• **Directions for this task**:
Beginning with the first line of the entries below, quote each line until you reach and include the line with "pub struct EnrichmentStats".
── Records
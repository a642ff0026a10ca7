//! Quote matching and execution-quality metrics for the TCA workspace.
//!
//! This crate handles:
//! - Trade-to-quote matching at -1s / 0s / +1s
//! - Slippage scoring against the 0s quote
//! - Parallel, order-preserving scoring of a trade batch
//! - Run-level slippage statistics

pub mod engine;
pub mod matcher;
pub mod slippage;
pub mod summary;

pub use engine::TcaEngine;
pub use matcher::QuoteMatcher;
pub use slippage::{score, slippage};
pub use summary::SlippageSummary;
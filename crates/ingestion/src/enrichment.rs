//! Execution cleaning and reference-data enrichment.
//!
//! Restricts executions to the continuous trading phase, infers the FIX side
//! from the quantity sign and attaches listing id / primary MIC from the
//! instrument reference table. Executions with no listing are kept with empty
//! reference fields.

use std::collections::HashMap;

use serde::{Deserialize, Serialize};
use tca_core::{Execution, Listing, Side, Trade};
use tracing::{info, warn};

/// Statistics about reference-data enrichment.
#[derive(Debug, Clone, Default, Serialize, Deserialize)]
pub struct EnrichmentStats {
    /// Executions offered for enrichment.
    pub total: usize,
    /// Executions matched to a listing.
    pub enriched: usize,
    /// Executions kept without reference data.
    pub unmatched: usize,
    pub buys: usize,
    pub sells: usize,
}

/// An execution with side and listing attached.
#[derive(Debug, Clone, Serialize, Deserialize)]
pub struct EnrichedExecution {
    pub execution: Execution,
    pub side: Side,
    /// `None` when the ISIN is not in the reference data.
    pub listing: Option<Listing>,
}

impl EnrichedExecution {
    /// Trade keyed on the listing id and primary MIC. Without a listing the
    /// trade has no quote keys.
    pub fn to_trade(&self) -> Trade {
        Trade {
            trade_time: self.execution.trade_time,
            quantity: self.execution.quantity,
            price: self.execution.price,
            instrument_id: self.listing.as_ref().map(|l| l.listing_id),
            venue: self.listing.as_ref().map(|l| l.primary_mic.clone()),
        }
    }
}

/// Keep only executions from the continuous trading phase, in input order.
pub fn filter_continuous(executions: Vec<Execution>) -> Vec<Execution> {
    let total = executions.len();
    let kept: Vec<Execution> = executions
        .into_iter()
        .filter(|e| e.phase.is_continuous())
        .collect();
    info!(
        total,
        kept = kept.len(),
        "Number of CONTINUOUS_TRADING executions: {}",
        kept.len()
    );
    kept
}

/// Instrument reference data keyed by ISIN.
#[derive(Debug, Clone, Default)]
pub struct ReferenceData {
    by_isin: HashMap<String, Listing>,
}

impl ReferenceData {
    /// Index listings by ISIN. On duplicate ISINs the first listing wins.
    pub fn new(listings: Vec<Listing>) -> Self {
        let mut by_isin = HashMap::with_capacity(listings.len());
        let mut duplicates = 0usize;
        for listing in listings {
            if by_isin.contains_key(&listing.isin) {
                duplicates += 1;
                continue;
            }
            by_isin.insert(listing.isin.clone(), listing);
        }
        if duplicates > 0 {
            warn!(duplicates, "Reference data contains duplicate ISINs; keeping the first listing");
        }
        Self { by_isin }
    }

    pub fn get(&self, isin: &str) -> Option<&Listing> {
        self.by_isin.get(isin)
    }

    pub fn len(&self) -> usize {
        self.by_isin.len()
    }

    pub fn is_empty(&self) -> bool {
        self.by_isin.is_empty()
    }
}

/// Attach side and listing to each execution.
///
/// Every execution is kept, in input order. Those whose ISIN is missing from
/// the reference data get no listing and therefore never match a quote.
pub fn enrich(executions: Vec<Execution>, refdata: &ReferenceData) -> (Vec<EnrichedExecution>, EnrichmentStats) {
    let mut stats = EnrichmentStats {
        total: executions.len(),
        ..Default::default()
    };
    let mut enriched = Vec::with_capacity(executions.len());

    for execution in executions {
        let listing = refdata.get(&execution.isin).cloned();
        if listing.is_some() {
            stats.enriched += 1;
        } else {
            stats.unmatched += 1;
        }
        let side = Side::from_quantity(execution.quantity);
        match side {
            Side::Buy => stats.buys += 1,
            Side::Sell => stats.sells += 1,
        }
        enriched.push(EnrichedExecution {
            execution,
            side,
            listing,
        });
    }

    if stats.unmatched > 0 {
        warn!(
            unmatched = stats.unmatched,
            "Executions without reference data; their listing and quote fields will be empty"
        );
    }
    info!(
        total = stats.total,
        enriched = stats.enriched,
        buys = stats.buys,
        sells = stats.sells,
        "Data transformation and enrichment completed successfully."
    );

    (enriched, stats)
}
────
• **Problem solution**:
repository a642ff0026a10ca7
//! Quote matching and execution-quality metrics for the TCA workspace.
//!
//! This crate handles:
//! - Trade-to-quote matching at -1s / 0s / +1s
//! - Slippage scoring against the 0s quote
//! - Parallel, order-preserving scoring of a trade batch
//! - Run-level slippage statistics

pub mod engine;
pub mod matcher;
pub mod slippage;
pub mod summary;

pub use engine::TcaEngine;
pub use matcher::QuoteMatcher;
pub use slippage::{score, slippage};
pub use summary::SlippageSummary;
filename crates/ingestion/src/enrichment.rs
//! Execution cleaning and reference-data enrichment.
//!
//! Restricts executions to the continuous trading phase, infers the FIX side
//! from the quantity sign and attaches listing id / primary MIC from the
//! instrument reference table. Executions with no listing are kept with empty
//! reference fields.

use std::collections::HashMap;

use serde::{Deserialize, Serialize};
use tca_core::{Execution, Listing, Side, Trade};
use tracing::{info, warn};

/// Statistics about reference-data enrichment.
#[derive(Debug, Clone, Default, Serialize, Deserialize)]
pub struct EnrichmentStats {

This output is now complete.